PowerBot mobile robot.

Stereo camera

We used a Bumblebee XB3 camera⁴³ as a stereo camera (Figure 12). The Bumblebee XB3 is mounted on top of the robot to provide information about the environment. The Bumblebee XB3 is a three-sensor, multi-baseline, IEEE-1394b (800Mb/s) camera. It features 1.3 megapixel sensors and has two baselines available for stereo processing. Its wide baseline and high resolution provide more precision at longer ranges, while the narrow baseline improves close-range matching and reduces minimum-range limitations. We used a Bumblebee camera with 1280 × 960@7.5 FPS resolution for the wide baseline and 640 × 480@15 FPS resolution for the narrow baseline.

Figure 12.

Bumblebee XB3 camera.

Laser-range device

3MS uses the laser-range device that is mounted on the top of the front bumper of the PowerBot (SICK LMS-200, see Figure 13(a)).⁴² The laser-range beam is 220 mm above the floor (Figure 13(b)). Data from the scanner are serial, acquired through the COM2 serial port on the onboard computer. SICK LMS-200 is located in the horizontal plane, relative to the center of the robot. This provides an offset from the laser readings’ origin to the robot’s position. X is the forward-back position (positive forward, negative backward), Y is the left-right position (positive right, negative left), and theta is the angle offset (counter-clockwise, usually 0). Left FOV and Right FOV indicate the total FOV or angle of sweep of the laser in degrees (typically, these are equivalent in magnitude since the FOV of the SICK LMS-200 is always centered). The integrated system platform is shown in Figure 14.

Figure 13.

Laser-range device: (a) SICK LMS-200 and (b) laser mounted location.

Figure 14.

Integrated system platform.

Experimental results

3MS was tested successfully many times in different indoor environments and in scenarios with varying degrees of obstacle complexity. The fused ROI depends on the laser reading and the stereovision output, as explained in the following:

R₁ is the ROI of the left narrow baseline, with maximum horizontal angle of 43° on the x-axis, maximum vertical angle of 32° on the y-axis, and z-axis of 0.2–5.0 m.
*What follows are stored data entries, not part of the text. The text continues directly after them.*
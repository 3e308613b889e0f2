//! Fetch-through page cache.
//!
//! A URL is fetched from the network at most once: the normalized body is
//! written to the [`DiskCache`] under the URL's hash before it is returned,
//! and every later request is served from that entry verbatim. Requests for
//! the same URL are serialized on a per-key lock, so a second caller arriving
//! mid-fetch waits and then reads the entry the first one wrote.

use std::collections::HashMap;
use std::sync::Arc;

use pagetrie_core::{DiskCache, Error, compute_cache_key};
use tokio::sync::Mutex;

use crate::extract::normalize_whitespace;
use crate::fetch::PageSource;

/// Network source fronted by an on-disk cache.
pub struct PageCache {
    source: Arc<dyn PageSource>,
    disk: DiskCache,
    in_flight: Mutex<HashMap<String, Arc<Mutex<()>>>>,
}

impl PageCache {
    pub fn new(source: Arc<dyn PageSource>, disk: DiskCache) -> Self {
        Self { source, disk, in_flight: Mutex::new(HashMap::new()) }
    }

    pub fn disk(&self) -> &DiskCache {
        &self.disk
    }

    /// Create the cache directory if needed.
    pub async fn ensure_dir(&self) -> Result<(), Error> {
        self.disk.ensure_dir().await
    }

    /// Whitespace-normalized body of `url`, from cache when present.
    pub async fn fetch(&self, url: &str) -> Result<String, Error> {
        let key = compute_cache_key(url);
        let lock = self.key_lock(&key).await;

        let result = {
            let _guard = lock.lock().await;
            self.fetch_locked(url, &key).await
        };

        self.release_key(&key, lock).await;
        result
    }

    async fn fetch_locked(&self, url: &str, key: &str) -> Result<String, Error> {
        if let Some(text) = self.disk.read(key).await? {
            tracing::debug!(url, "reading from cache");
            return Ok(text);
        }

        tracing::debug!(url, "cache miss, fetching");
        let body = self.source.fetch_body(url).await?;
        let text = normalize_whitespace(&body);
        self.disk.write_once(key, &text).await?;

        Ok(text)
    }

    async fn key_lock(&self, key: &str) -> Arc<Mutex<()>> {
        let mut in_flight = self.in_flight.lock().await;
        in_flight.entry(key.to_string()).or_default().clone()
    }

    async fn release_key(&self, key: &str, lock: Arc<Mutex<()>>) {
        let mut in_flight = self.in_flight.lock().await;
        // handles are only cloned and dropped under the map guard, so a count of
        // one means the map holds the last handle and nobody is waiting
        drop(lock);
        if in_flight.get(key).is_some_and(|l| Arc::strong_count(l) == 1) {
            in_flight.remove(key);
        }
    }
}

#[cfg(test)]
mod tests {
    use super::*;
    use crate::test_support::StubSource;
    use tempfile::tempdir;

    fn cache_with(source: Arc<StubSource>, dir: &std::path::Path) -> PageCache {
        PageCache::new(source, DiskCache::new(dir))
    }

    #[tokio::test]
    async fn test_second_fetch_served_from_cache() {
        let dir = tempdir().unwrap();
        let source = Arc::new(StubSource::new().page("http://x", "<p>hello   world</p>"));
        let cache = cache_with(source.clone(), dir.path());

        let first = cache.fetch("http://x").await.unwrap();
        let second = cache.fetch("http://x").await.unwrap();

        assert_eq!(first, "<p>hello world</p>");
        assert_eq!(first, second);
        assert_eq!(source.calls("http://x"), 1);
    }

    #[tokio::test]
    async fn test_existing_entry_is_returned_unchanged() {
        let dir = tempdir().unwrap();
        let disk = DiskCache::new(dir.path());
        disk.write_once(&compute_cache_key("http://x"), "cached  as-is").await.unwrap();

        let source = Arc::new(StubSource::new().page("http://x", "fresh"));
        let cache = cache_with(source.clone(), dir.path());

        assert_eq!(cache.fetch("http://x").await.unwrap(), "cached  as-is");
        assert_eq!(source.calls("http://x"), 0);
    }

    #[tokio::test]
    async fn test_concurrent_fetches_hit_network_once() {
        let dir = tempdir().unwrap();
        let source = Arc::new(StubSource::new().page("http://x", "body").delayed());
        let cache = Arc::new(cache_with(source.clone(), dir.path()));

        let a = tokio::spawn({
            let cache = cache.clone();
            async move { cache.fetch("http://x").await }
        });
        let b = tokio::spawn({
            let cache = cache.clone();
            async move { cache.fetch("http://x").await }
        });

        assert_eq!(a.await.unwrap().unwrap(), "body");
        assert_eq!(b.await.unwrap().unwrap(), "body");
        assert_eq!(source.calls("http://x"), 1);
        assert!(cache.in_flight.lock().await.is_empty());
    }

    #[tokio::test]
    async fn test_fetch_error_writes_nothing() {
        let dir = tempdir().unwrap();
        let source = Arc::new(StubSource::new().status("http://x", 404, "Not Found"));
        let cache = cache_with(source.clone(), dir.path());

        let err = cache.fetch("http://x").await.unwrap_err();
        assert!(matches!(err, Error::FetchStatus { status: 404, .. }));
        assert!(!cache.disk().contains(&compute_cache_key("http://x")).await.unwrap());

        // a failed fetch is retried next time
        cache.fetch("http://x").await.unwrap_err();
        assert_eq!(source.calls("http://x"), 2);
    }

    #[tokio::test]
    async fn test_storage_failure_surfaces() {
        let dir = tempdir().unwrap();
        let source = Arc::new(StubSource::new().page("http://x", "body"));
        let cache = cache_with(source, &dir.path().join("missing"));

        let err = cache.fetch("http://x").await.unwrap_err();
        assert!(err.is_storage());
    }
}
R₂ is the ROI of the wide baseline, with maximum horizontal angle of 66° on the x-axis, maximum vertical angle of 32° on the y-axis, and z-axis of 0.9–7.0 m.

R₃ is the ROI of the right narrow baseline, with maximum horizontal angle of 43° on the x-axis, maximum vertical angle of 32° on the y-axis, and z-axis of 0.2–5.0 m.

R₄ is the laser-range device, with maximum horizontal angle of 180° on the x-axis, maximum vertical angle of 1° on the y-axis, and z-axis of 0.0 m to the working range.

The first scenario included differently sized and shaped obstacles at different distances. The first obstacle was rectangular. Its center was located at X: 0.7 m, Y: 0.25 m, and Z: 1.5 m. The second obstacle was a chair. Its center was located at X: −0.33 m, Y: 0.42 m, and Z: 2.5 m. Some snapshots of the 3D point clouds from some experiments with the first scenario using the 3MS are displayed in Figure 15. Figure 15(a) shows the snapshot from a front angle, and Figure 15(b) shows the snapshot from a right angle, while Figure 15(c) and (d) shows the front angle snapshots of the chair and rectangular obstacles, respectively.

Figure 15.

Snapshot results of the proposed system (first scenario): (a) first scenario (front angle), (b) first scenario (right angle), (c) chair (front angle), and (d) rectangle (front angle).

The second scenario included a wall. Its center was located at X: 0.1 m, Y: 0.33 m, and Z: 1.5 m. Some snapshots of the 3D point clouds from some experiments with second scenario using the 3MS are displayed in Figure 16. Figure 16(a) shows the snapshot from a front angle, and Figure 16(b) shows the snapshot from a right angle. Table 1 shows the accuracy of the 3MS with respect to ground truth. The absolute errors were X: 0.0 m, Y: 0.03 m, and Z: 0.02 m for the rectangular obstacle; X: 0.02 m, Y: 0.01 m, and Z: 0.01 for the chair; and X: 0.01 m, Y: 0.02 m, and Z: 0.01 for the wall.

Figure 16.

Snapshot results of the proposed system (second scenario): (a) second scenario (front angle) and (b) second scenario (right angle).

Table 1.

3MS accuracy with respect to ground truth.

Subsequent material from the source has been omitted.